» THE TASK
Records follow. Copy every line with "options".
── THE INPUT
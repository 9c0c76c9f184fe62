//! Wrapper templates and wrapper selection.
//!
//! A [`Wrapper`] is the render-ready form of a
//! [`WrapperSettings`](formwright_core::settings::WrapperSettings): an outer
//! element plus an ordered list of components. Components are validated
//! when the wrapper is built, so rendering never meets an unknown name.

use std::collections::HashMap;
use std::sync::Arc;

use serde_json::Value;

use formwright_core::settings::{ComponentSettings, Settings, WrapperSettings};
use formwright_core::{FormError, FormResult};

use crate::components::ATTRIBUTE_COMPONENTS;
use crate::options::Options;

/// Leaf components that produce output.
pub const OUTPUT_COMPONENTS: &[&str] = &["label", "label_input", "input", "hint", "error", "full_error"];

/// One component of a wrapper.
#[derive(Debug, Clone, PartialEq)]
pub struct ComponentSpec {
    /// The component name; also the option key that switches it off.
    pub name: String,
    /// Render options, such as `class` for a label or error.
    pub options: Options,
    /// Optional components only render when the field options enable them.
    pub optional: bool,
    /// Element tag of a group.
    pub tag: Option<String>,
    /// Classes of a group.
    pub classes: Vec<String>,
    /// Children of a group; empty for leaves.
    pub components: Vec<ComponentSpec>,
}

impl ComponentSpec {
    fn from_settings(settings: &ComponentSettings) -> FormResult<Self> {
        let components = settings
            .components
            .iter()
            .map(Self::from_settings)
            .collect::<FormResult<Vec<_>>>()?;

        if components.is_empty() {
            let name = settings.name.as_str();
            if !OUTPUT_COMPONENTS.contains(&name) && !ATTRIBUTE_COMPONENTS.contains(&name) {
                return Err(FormError::ConfigurationError(format!(
                    "unknown wrapper component '{name}'"
                )));
            }
        }

        Ok(Self {
            name: settings.name.clone(),
            options: settings.options.clone(),
            optional: settings.optional,
            tag: settings.tag.clone(),
            classes: settings.class.clone(),
            components,
        })
    }

    /// Returns `true` if the component is a group of other components.
    pub fn is_group(&self) -> bool {
        !self.components.is_empty()
    }
}

/// A render-ready wrapper template.
#[derive(Debug, Clone, PartialEq)]
pub struct Wrapper {
    /// The name the wrapper was registered under (`inline` for inline ones).
    pub name: String,
    pub tag: Option<String>,
    pub classes: Vec<String>,
    pub error_class: Option<String>,
    pub hint_class: Option<String>,
    pub valid_class: Option<String>,
    /// Components in render order.
    pub components: Vec<ComponentSpec>,
}

impl Wrapper {
    /// Builds a wrapper from its settings.
    ///
    /// # Errors
    ///
    /// Returns [`FormError::ConfigurationError`] if a leaf component has an
    /// unknown name.
    pub fn from_settings(name: impl Into<String>, settings: &WrapperSettings) -> FormResult<Self> {
        let components = settings
            .components
            .iter()
            .map(ComponentSpec::from_settings)
            .collect::<FormResult<Vec<_>>>()?;
        Ok(Self {
            name: name.into(),
            tag: settings.tag.clone(),
            classes: settings.class.clone(),
            error_class: settings.error_class.clone(),
            hint_class: settings.hint_class.clone(),
            valid_class: settings.valid_class.clone(),
            components,
        })
    }

    /// Builds an inline wrapper from a JSON definition.
    ///
    /// # Errors
    ///
    /// Returns [`FormError::ConfigurationError`] if the definition does not
    /// describe a wrapper or names an unknown component.
    pub fn from_value(value: &Value) -> FormResult<Self> {
        let settings: WrapperSettings = serde_json::from_value(value.clone())
            .map_err(|e| FormError::ConfigurationError(format!("invalid inline wrapper: {e}")))?;
        Self::from_settings("inline", &settings)
    }

    /// Names of every leaf component, groups flattened, in order.
    pub fn component_names(&self) -> Vec<&str> {
        fn collect<'a>(components: &'a [ComponentSpec], out: &mut Vec<&'a str>) {
            for component in components {
                if component.is_group() {
                    collect(&component.components, out);
                } else {
                    out.push(&component.name);
                }
            }
        }
        let mut names = Vec::new();
        collect(&self.components, &mut names);
        names
    }

    /// Returns `true` if the wrapper declares the leaf component anywhere.
    pub fn declares(&self, component: &str) -> bool {
        self.component_names().contains(&component)
    }
}

/// Every named wrapper of an environment.
#[derive(Debug, Clone, Default)]
pub struct WrapperRegistry {
    wrappers: HashMap<String, Arc<Wrapper>>,
}

impl WrapperRegistry {
    /// Builds every wrapper declared in `settings.wrappers`.
    ///
    /// # Errors
    ///
    /// Fails on the first wrapper that names an unknown component.
    pub fn from_settings(settings: &Settings) -> FormResult<Self> {
        let mut registry = Self::default();
        for (name, wrapper) in &settings.wrappers {
            registry.register(Wrapper::from_settings(name.clone(), wrapper)?);
        }
        Ok(registry)
    }

    /// Adds or replaces a wrapper.
    pub fn register(&mut self, wrapper: Wrapper) {
        self.wrappers.insert(wrapper.name.clone(), Arc::new(wrapper));
    }

    /// Looks up a wrapper by name.
    ///
    /// # Errors
    ///
    /// Returns [`FormError::WrapperNotFound`] for unknown names.
    pub fn get(&self, name: &str) -> FormResult<Arc<Wrapper>> {
        self.wrappers
            .get(name)
            .cloned()
            .ok_or_else(|| FormError::WrapperNotFound(name.to_string()))
    }
}

/// Picks the wrapper for one field.
#[derive(Debug, Clone, Copy)]
pub struct WrapperResolver<'a> {
    registry: &'a WrapperRegistry,
}

impl<'a> WrapperResolver<'a> {
    pub const fn new(registry: &'a WrapperRegistry) -> Self {
        Self { registry }
    }

    /// Selects the wrapper: the explicit `wrapper` option (a name or an
    /// inline definition), then the per-form mapping for the semantic type,
    /// then the global mapping, then the form's default wrapper.
    ///
    /// An explicit `false` or `null` falls through to the next level.
    ///
    /// # Errors
    ///
    /// Returns [`FormError::WrapperNotFound`] for unknown names and
    /// [`FormError::ConfigurationError`] for malformed inline definitions.
    pub fn resolve(
        &self,
        input_type: &str,
        explicit: Option<&Value>,
        per_form: &HashMap<String, String>,
        global: &HashMap<String, String>,
        default: &str,
    ) -> FormResult<Arc<Wrapper>> {
        match explicit {
            Some(Value::String(name)) => return self.registry.get(name),
            Some(definition @ Value::Object(_)) => return Wrapper::from_value(definition).map(Arc::new),
            _ => {}
        }

        let name = per_form
            .get(input_type)
            .or_else(|| global.get(input_type))
            .map_or(default, String::as_str);
        self.registry.get(name)
    }
}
────
» EXERCISE RESULT
use crate::options::Options;
    /// Render options, such as `class` for a label or error.
    pub options: Options,
    /// Optional components only render when the field options enable them.
            options: settings.options.clone(),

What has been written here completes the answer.